I know this is not a similar comparison at all, but when I read that I also thought of Apple in the 90's. In debt, in the red for seemingly every year and getting worse and worse... and then... :wink:
The only remote comparison with SRAM and Apple would be that they're both very secretive about their product releases. That's about all I can see. Apple has a better consistency in product release patterns. And besides, tech ≠ bikes.


I'd say Campag is more like Apple. They both have a cult like following with devotees some of whom will buy on cache as a top priority. And when Campag says in the article that they plan on saving Campag by protecting the knowledge, I take that to mean focusing on the image and cache they have developed over the decades.

roca rule wrote:
well at least for the road
shimano has been around i believe the late seventies 30+ years old
sram bought itself into stardom since 2000?
even campy has a larger road selection, than sram. some sram stuff is hanging from some of those walmart bikes, but acera is much more frecuent. now shimano has more products under its name like pedals, hubs, etc. that sram does not have. sram somehow has made a dent on shimano's market share in the 105 and up level components. shimano is just to large and old to be taken down in so little time.
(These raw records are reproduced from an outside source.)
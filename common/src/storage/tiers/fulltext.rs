use std::fmt::Write as _;
use std::sync::Arc;

use async_trait::async_trait;
use serde::Deserialize;
use surrealdb::sql::Thing;

use crate::{
    error::AppError,
    storage::{
        db::SurrealDbClient,
        tiers::{FullTextTier, ScoredId, TierFilter},
        types::{fulltext_doc::FullTextDoc, StoredObject},
    },
};

/// Keyword tier over `fulltext_docs`, ranked by Surreal's BM25 scorer.
pub struct SurrealFullTextTier {
    db: Arc<SurrealDbClient>,
}

impl SurrealFullTextTier {
    pub fn new(db: Arc<SurrealDbClient>) -> Self {
        Self { db }
    }
}

#[async_trait]
impl FullTextTier for SurrealFullTextTier {
    async fn upsert(&self, docs: &[FullTextDoc]) -> Result<(), AppError> {
        for doc in docs {
            self.db
                .upsert_item(doc.clone())
                .await
                .map_err(AppError::Database)?;
        }
        Ok(())
    }

    async fn delete(&self, chunk_ids: &[String]) -> Result<(), AppError> {
        if chunk_ids.is_empty() {
            return Ok(());
        }

        // Document ids equal chunk ids, so the delete is a keyed sweep.
        let things: Vec<Thing> = chunk_ids
            .iter()
            .map(|id| Thing::from((FullTextDoc::table_name(), id.as_str())))
            .collect();
        self.db
            .client
            .query("DELETE $ids;")
            .bind(("ids", things))
            .await
            .map_err(AppError::Database)?
            .check()
            .map_err(AppError::Database)?;

        Ok(())
    }

    async fn search(
        &self,
        terms: &str,
        take: usize,
        filter: &TierFilter,
    ) -> Result<Vec<ScoredId>, AppError> {
        #[derive(Deserialize)]
        struct Row {
            id: Thing,
            score: f32,
        }

        if take == 0 || terms.trim().is_empty() {
            return Ok(Vec::new());
        }

        let mut sql = format!(
            "SELECT id, \
             IF search::score(0) != NONE THEN search::score(0) ELSE 0 END AS score \
             FROM {table} \
             WHERE original_text @0@ $terms",
            table = FullTextDoc::table_name(),
        );
        if !filter.qntm_keys.is_empty() {
            let _ = write!(sql, " AND qntm_keys CONTAINSANY $filter_keys");
        }
        if filter.created_after.is_some() {
            let _ = write!(sql, " AND created_at >= $created_after");
        }
        if filter.created_before.is_some() {
            let _ = write!(sql, " AND created_at <= $created_before");
        }
        if filter.max_consolidation_level.is_some() {
            let _ = write!(sql, " AND consolidation_level <= $max_level");
        }
        let _ = write!(sql, " ORDER BY score DESC LIMIT {take};");

        let mut query = self.db.query(sql).bind(("terms", terms.to_owned()));
        if !filter.qntm_keys.is_empty() {
            query = query.bind(("filter_keys", filter.qntm_keys.clone()));
        }
        if let Some(after) = filter.created_after {
            query = query.bind(("created_after", surrealdb::sql::Datetime::from(after)));
        }
        if let Some(before) = filter.created_before {
            query = query.bind(("created_before", surrealdb::sql::Datetime::from(before)));
        }
        if let Some(level) = filter.max_consolidation_level {
            query = query.bind(("max_level", level));
        }

        let mut response = query
            .await
            .map_err(AppError::Database)?
            .check()
            .map_err(AppError::Database)?;
        let rows: Vec<Row> = response.take::<Vec<Row>>(0).map_err(AppError::Database)?;

        Ok(rows
            .into_iter()
            .map(|row| ScoredId {
                chunk_id: row.id.id.to_raw(),
                score: row.score,
            })
            .collect())
    }
}

#[cfg(test)]
mod tests {
    use std::collections::HashMap;

    use super::*;
    use crate::storage::indexes::{ensure_schema, DEFAULT_SCHEMA_WAIT};
    use chrono::Utc;
    use uuid::Uuid;

    async fn setup_tier() -> SurrealFullTextTier {
        let database = Uuid::new_v4().to_string();
        let db = SurrealDbClient::memory("fulltext_tier_ns", &database)
            .await
            .expect("in-memory surrealdb");

        ensure_schema(&db, &HashMap::new(), DEFAULT_SCHEMA_WAIT)
            .await
            .expect("schema");

        SurrealFullTextTier::new(Arc::new(db))
    }

    fn doc(id: &str, text: &str, keys: Vec<String>) -> FullTextDoc {
        let now = Utc::now();
        FullTextDoc {
            id: id.to_string(),
            created_at: now,
            updated_at: now,
            original_text: text.to_string(),
            file_path: format!("/tmp/{id}.md"),
            file_name: format!("{id}.md"),
            qntm_keys: keys,
            file_type: "md".to_string(),
            consolidation_level: 0,
            content_type: "prose".to_string(),
        }
    }

    #[tokio::test]
    async fn search_finds_matching_document() {
        let tier = setup_tier().await;

        tier.upsert(&[
            doc("doc-rust", "rustaceans love rust and tokio", vec![]),
            doc("doc-other", "gardening for beginners", vec![]),
        ])
        .await
        .expect("upsert");

        let hits = tier
            .search("rust", 5, &TierFilter::default())
            .await
            .expect("search");

        assert_eq!(hits.len(), 1);
        assert_eq!(hits[0].chunk_id, "doc-rust");
        assert!(hits[0].score.is_finite());
    }

    #[tokio::test]
    async fn delete_removes_document_from_results() {
        let tier = setup_tier().await;

        tier.upsert(&[doc("doc-rust", "rust is fast", vec![])])
            .await
            .expect("upsert");
        tier.delete(&["doc-rust".to_string()]).await.expect("delete");

        let hits = tier
            .search("rust", 5, &TierFilter::default())
            .await
            .expect("search");
        assert!(hits.is_empty());
    }

    #[tokio::test]
    async fn empty_terms_short_circuit() {
        let tier = setup_tier().await;
        let hits = tier
            .search("   ", 5, &TierFilter::default())
            .await
            .expect("search");
        assert!(hits.is_empty());
    }

    #[tokio::test]
    async fn key_filter_restricts_results() {
        let tier = setup_tier().await;

        tier.upsert(&[
            doc("tagged", "async rust programming", vec!["tokio".to_string()]),
            doc("untagged", "async rust essays", vec![]),
        ])
        .await
        .expect("upsert");

        let filter = TierFilter {
            qntm_keys: vec!["tokio".to_string()],
            ..TierFilter::default()
        };
        let hits = tier.search("rust", 5, &filter).await.expect("search");

        assert_eq!(hits.len(), 1);
        assert_eq!(hits[0].chunk_id, "tagged");
    }
}
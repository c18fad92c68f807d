use crate::{storage::types::chunk::Chunk, stored_object};

stored_object!(FullTextDoc, "fulltext_docs", {
    original_text: String,
    file_path: String,
    file_name: String,
    qntm_keys: Vec<String>,
    file_type: String,
    consolidation_level: u32,
    content_type: String
});

impl FullTextDoc {
    /// Project a chunk into its full-text document. The document shares the
    /// chunk's id so tier reconciliation can key on one identifier.
    pub fn from_chunk(chunk: &Chunk) -> Self {
        let payload = chunk.payload.v1();
        Self {
            id: chunk.get_id().to_string(),
            created_at: chunk.created_at,
            updated_at: chunk.updated_at,
            original_text: payload.original_text.clone(),
            file_path: payload.file_path.clone(),
            file_name: payload.file_name.clone(),
            qntm_keys: payload.qntm_keys.clone(),
            file_type: payload.file_type.clone(),
            consolidation_level: chunk.consolidation_level,
            content_type: payload.content_type.as_str().to_string(),
        }
    }
}

#[cfg(test)]
mod tests {
    use std::collections::BTreeMap;

    use super::*;
    use crate::storage::types::chunk::{ChunkPayloadV1, ContentKind};

    #[test]
    fn projection_shares_the_chunk_id() {
        let chunk = Chunk::new(
            "src".into(),
            3,
            5,
            "hash".into(),
            ChunkPayloadV1 {
                original_text: "foo bar baz".into(),
                file_path: "/tmp/b.md".into(),
                file_name: "b.md".into(),
                file_type: "md".into(),
                content_type: ContentKind::Prose,
                byte_start: 0,
                byte_end: 11,
                qntm_keys: vec!["foo".into()],
                embedding_models: BTreeMap::new(),
                merge: None,
                extra: BTreeMap::new(),
            },
        );

        let doc = FullTextDoc::from_chunk(&chunk);
        assert_eq!(doc.id, chunk.id);
        assert_eq!(doc.original_text, "foo bar baz");
        assert_eq!(doc.file_name, "b.md");
        assert_eq!(doc.content_type, "prose");
    }
}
Shimano is actually over 80 years old, their first bike parts (freewheels) were made in the 1921. They began derailleurs in the 1950's. So contrary to popular belief Shimano as a Company is actually 12 years older than Campagnolo who formed his company in 1933.
Sram will celebrate their 25th anniversary next year. Though in a way they are older than both of the others. Sram started with just grip shifters in the mid 80's. (Started by Stan Day who is still the current president.) But in the mid 90's Sram purchased the Sachs company which was started in the 1890's. So Srams/Sachs heritage could be said to be the longest of all of them.
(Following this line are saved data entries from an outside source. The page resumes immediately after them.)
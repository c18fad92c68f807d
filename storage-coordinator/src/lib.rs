#![allow(clippy::missing_docs_in_private_items)]

//! Keeps the five chunk tiers consistent: Metadata (authoritative), Vector,
//! Full-text, Cache, and Analytics. Writes commit to Metadata first; the
//! other tiers follow inline or through per-tier reconcile queues.

pub mod read;
pub mod reconcile;
pub mod write;

use std::{collections::HashMap, sync::Arc, time::Duration};

use common::{
    backends::EmbeddingModality,
    error::AppError,
    storage::{
        db::SurrealDbClient,
        indexes::{ensure_schema, DEFAULT_SCHEMA_WAIT},
        tiers::{
            InMemoryCacheTier, SurrealAnalyticsTier, SurrealFullTextTier, SurrealVectorTier,
        },
        types::{chunk::Chunk, source::Source, vector_record::VectorPoint},
    },
};
use tokio::sync::watch;

pub use reconcile::{BackpressureGauge, ReconcileQueue, TierHandles, TierHealth, TierOp};

/// One source's worth of freshly prepared rows, handed over by the ingestion
/// pipeline for persistence.
#[derive(Debug, Clone)]
pub struct ChunkBatch {
    pub source: Source,
    pub chunks: Vec<Chunk>,
    pub vectors: Vec<VectorPoint>,
}

/// What a batch write did, reported back into task progress.
#[derive(Debug, Clone, PartialEq, Eq)]
pub struct UpsertReport {
    pub written: usize,
    pub superseded: Vec<String>,
}

#[derive(Debug, Clone)]
pub struct CoordinatorSettings {
    pub queue_high_water: usize,
    pub queue_low_water: usize,
    pub schema_wait: Duration,
}

impl Default for CoordinatorSettings {
    fn default() -> Self {
        Self {
            queue_high_water: 512,
            queue_low_water: 128,
            schema_wait: DEFAULT_SCHEMA_WAIT,
        }
    }
}

pub struct StorageCoordinator {
    pub(crate) db: Arc<SurrealDbClient>,
    pub(crate) tiers: TierHandles,
    gauge: Arc<BackpressureGauge>,
    vector_queue: Arc<ReconcileQueue>,
    fulltext_queue: Arc<ReconcileQueue>,
    cache_queue: Arc<ReconcileQueue>,
    analytics_queue: Arc<ReconcileQueue>,
    embedding_dimensions: HashMap<EmbeddingModality, usize>,
    settings: CoordinatorSettings,
}

impl StorageCoordinator {
    pub fn new(
        db: Arc<SurrealDbClient>,
        tiers: TierHandles,
        embedding_dimensions: HashMap<EmbeddingModality, usize>,
        settings: CoordinatorSettings,
    ) -> Self {
        let gauge = Arc::new(BackpressureGauge::new(
            settings.queue_high_water,
            settings.queue_low_water,
        ));

        let vector_queue = ReconcileQueue::spawn("vector", tiers.clone(), Arc::clone(&gauge));
        let fulltext_queue = ReconcileQueue::spawn("fulltext", tiers.clone(), Arc::clone(&gauge));
        let cache_queue = ReconcileQueue::spawn("cache", tiers.clone(), Arc::clone(&gauge));
        let analytics_queue =
            ReconcileQueue::spawn("analytics", tiers.clone(), Arc::clone(&gauge));

        Self {
            db,
            tiers,
            gauge,
            vector_queue,
            fulltext_queue,
            cache_queue,
            analytics_queue,
            embedding_dimensions,
            settings,
        }
    }

    /// Coordinator over Surreal-backed tiers plus the in-memory cache; the
    /// arrangement every non-test binary uses.
    pub fn with_surreal_tiers(
        db: Arc<SurrealDbClient>,
        cache_capacity: u64,
        cache_ttl: Duration,
        embedding_dimensions: HashMap<EmbeddingModality, usize>,
        settings: CoordinatorSettings,
    ) -> Self {
        let tiers = TierHandles {
            vector: Arc::new(SurrealVectorTier::new(Arc::clone(&db))),
            fulltext: Arc::new(SurrealFullTextTier::new(Arc::clone(&db))),
            cache: Arc::new(InMemoryCacheTier::new(cache_capacity, cache_ttl)),
            analytics: Arc::new(SurrealAnalyticsTier::new(Arc::clone(&db))),
        };
        Self::new(db, tiers, embedding_dimensions, settings)
    }

    /// Verify tables, analyzers, and indexes exist; waits out background DDL
    /// up to the configured bound. Must succeed before the daemon serves.
    pub async fn ensure_ready(&self) -> Result<(), AppError> {
        ensure_schema(&self.db, &self.embedding_dimensions, self.settings.schema_wait).await
    }

    pub fn db(&self) -> &Arc<SurrealDbClient> {
        &self.db
    }

    /// True while any reconcile queue sits above its high-water mark;
    /// ingestion dispatch subscribes and pauses.
    pub fn backpressure(&self) -> watch::Receiver<bool> {
        self.gauge.subscribe()
    }

    pub async fn tier_health(&self) -> Vec<TierHealth> {
        vec![
            self.vector_queue.health().await,
            self.fulltext_queue.health().await,
            self.cache_queue.health().await,
            self.analytics_queue.health().await,
        ]
    }

    /// Drain all reconcile queues, bounded by `deadline`. Returns whether
    /// everything caught up.
    pub async fn drain(&self, deadline: Duration) -> bool {
        let mut drained = true;
        for queue in [
            &self.vector_queue,
            &self.fulltext_queue,
            &self.cache_queue,
            &self.analytics_queue,
        ] {
            drained &= queue.drain(deadline).await;
        }
        drained
    }

    pub fn shutdown(&self) {
        for queue in [
            &self.vector_queue,
            &self.fulltext_queue,
            &self.cache_queue,
            &self.analytics_queue,
        ] {
            queue.stop();
        }
    }

    pub(crate) fn enqueue_vector(&self, op: TierOp) {
        self.vector_queue.enqueue(op, &self.gauge);
    }

    pub(crate) fn enqueue_fulltext(&self, op: TierOp) {
        self.fulltext_queue.enqueue(op, &self.gauge);
    }

    pub(crate) fn enqueue_cache(&self, op: TierOp) {
        self.cache_queue.enqueue(op, &self.gauge);
    }

    pub(crate) fn enqueue_analytics(&self, op: TierOp) {
        self.analytics_queue.enqueue(op, &self.gauge);
    }
}

#[cfg(any(test, feature = "test-utils"))]
pub mod testing {
    use super::*;
    use uuid::Uuid;

    /// In-memory coordinator with small fixture dimensions, schema applied.
    pub async fn memory_coordinator() -> Arc<StorageCoordinator> {
        let database = Uuid::new_v4().to_string();
        let db = Arc::new(
            SurrealDbClient::memory("coordinator_ns", &database)
                .await
                .expect("in-memory surrealdb"),
        );

        let mut dims = HashMap::new();
        dims.insert(EmbeddingModality::Text, 32);
        dims.insert(EmbeddingModality::Code, 32);

        let coordinator = StorageCoordinator::with_surreal_tiers(
            db,
            1_000,
            Duration::from_secs(60),
            dims,
            CoordinatorSettings::default(),
        );
        coordinator.ensure_ready().await.expect("schema ready");
        Arc::new(coordinator)
    }
}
Shimano and Sram have very different approaches to the game. Shimano has tons of R&D and chooses the slower method to develop most of their own products from start to finish. Sram prefers to buy companies with existing products and improve or fine tune these products in house. I don't know which if either is the better method but it will be interesting to see how it plays out over the next decade or two. It does mean more rapid growth for Sram than Shimano experienced at that age, but rapid growth can sometimes be a failing point. Example Srams growth in sales was 31% from 2009 to 2010.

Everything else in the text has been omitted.